01.03.2016 | Case Report | Ausgabe 2/2016
Horner’s syndrome and unilateral facial paresis in a goat: a case report
Comparative Clinical Pathology
- Amir Saeed Samimi, Alireza Shafiian, Mahdieh Rezaei, Arezou Sharafi, Faezeh Faroughi, Arezou Abroshan
A 4-year-old, female Pakistani goat was referred to the veterinary teaching hospital for first pregnancy check up. At the time of presentation, the case was apparently healthy. Incidentally, the clinicians noticed the abnormality in the left eye. A precise ophthalmic examination revealed ptosis, entropion, nictitating membrane prolapse, enophthalmos, and miosis in the left eye, whereas the eyelids and pupil were normal on the right side. The left eye lacked palpebral reflex, and the menace response seemed to be decreased. Pupillary light reflex was present in both eyes. The eyes did not show any evidence of trauma and irritation. The cornea appears to be healthy and transparent.
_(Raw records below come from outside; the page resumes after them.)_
fn map_key_event(key: KeyEvent, typing: bool) -> Option<Msg> {
    if typing {
        return match (key.modifiers, key.code) {
            (KeyModifiers::CONTROL, KeyCode::Char('c')) => Some(Msg::Quit),
            (_, KeyCode::Enter) => Some(Msg::Submit),
            (_, KeyCode::Esc) => Some(Msg::Cancel),
            (_, KeyCode::Backspace) => Some(Msg::Backspace),
            (_, KeyCode::Char(ch)) => Some(Msg::Input(ch)),
            _ => None,
        };
    }

    match (key.modifiers, key.code) {
        (KeyModifiers::CONTROL, KeyCode::Char('c')) | (_, KeyCode::Char('q')) => Some(Msg::Quit),
        (_, KeyCode::Char('?')) => Some(Msg::ToggleHelp),
        (_, KeyCode::Tab) => Some(Msg::NextPane),
        (_, KeyCode::Enter) => Some(Msg::Submit),
        (_, KeyCode::Esc) => Some(Msg::Cancel),
        (_, KeyCode::Up | KeyCode::Char('k')) => Some(Msg::Navigate(DirectionKey::Up)),
        (_, KeyCode::Down | KeyCode::Char('j')) => Some(Msg::Navigate(DirectionKey::Down)),
        (_, KeyCode::Left | KeyCode::Char('h')) => Some(Msg::Navigate(DirectionKey::Left)),
        (_, KeyCode::Right | KeyCode::Char('l')) => Some(Msg::Navigate(DirectionKey::Right)),
        (_, KeyCode::Char('/')) => Some(Msg::FilterTables),
        (_, KeyCode::Char('r')) => Some(Msg::Refresh),
        (_, KeyCode::Char('J')) => Some(Msg::QuickJoin),
        (_, KeyCode::Char(' ')) => Some(Msg::ToggleJoinMark),
        (_, KeyCode::Char('a')) => Some(Msg::AddJoin),
        (_, KeyCode::Char('x')) => Some(Msg::RemoveLastJoin),
        (_, KeyCode::Char('X')) => Some(Msg::ClearJoins),
        (_, KeyCode::Char('s')) => Some(Msg::SortByColumn),
        (_, KeyCode::Char('S')) => Some(Msg::ToggleSortDirection),
        (_, KeyCode::Char('v')) => Some(Msg::EditSelection),
        (_, KeyCode::Char('d')) => Some(Msg::Delete),
        (_, KeyCode::Char('n')) => Some(Msg::InsertRow),
        (_, KeyCode::Char('T')) => Some(Msg::CreateTable),
        (_, KeyCode::Char('C')) => Some(Msg::AddColumn),
        (_, KeyCode::Char('R')) => Some(Msg::RenameColumn),
        (_, KeyCode::Char('e')) => Some(Msg::Export(ExportFormat::Xlsx)),
        (_, KeyCode::Char('p')) => Some(Msg::Export(ExportFormat::Pdf)),
        (_, KeyCode::Char('c')) => Some(Msg::Export(ExportFormat::Csv)),
        (_, KeyCode::Char('o')) => Some(Msg::Export(ExportFormat::Json)),
        (_, KeyCode::Char('i')) => Some(Msg::Inspect),
        (_, KeyCode::Char('I')) => Some(Msg::ImportSpreadsheet),
        (_, KeyCode::Char('E')) => Some(Msg::ExtractImages),
        (_, KeyCode::Char('t')) => Some(Msg::CycleThumbnailSize),
        (_, KeyCode::Char('f')) => Some(Msg::ToggleImageFiles),
        (_, KeyCode::Char('m')) => Some(Msg::ToggleIncludeImages),
        _ => None,
    }
}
On direct ophthalmoscopy, no gross abnormality was found in the eyeball. Unilateral facial palsy of the left side was prominently noticed, as the muzzle was deviated toward the contralateral side. A careful otoscopic examination revealed no evidence of otitis externa. Moreover, results of complete hematological and serum biochemical profiles were normal. In this goat, no other significant abnormalities were detected in physical examination. Detailed history delineated normal vision in both eyes, normal posture, and normal behavior. According to the clinical signs, a diagnosis of unilateral facial nerve paralysis as well as concurrent Horner’s syndrome was made. However, the exact etiology of these conditions remained unknown. The case was discharged without any treatment, and it was recommended to apply lubricating eye drops to prevent moisture from leaving the cornea.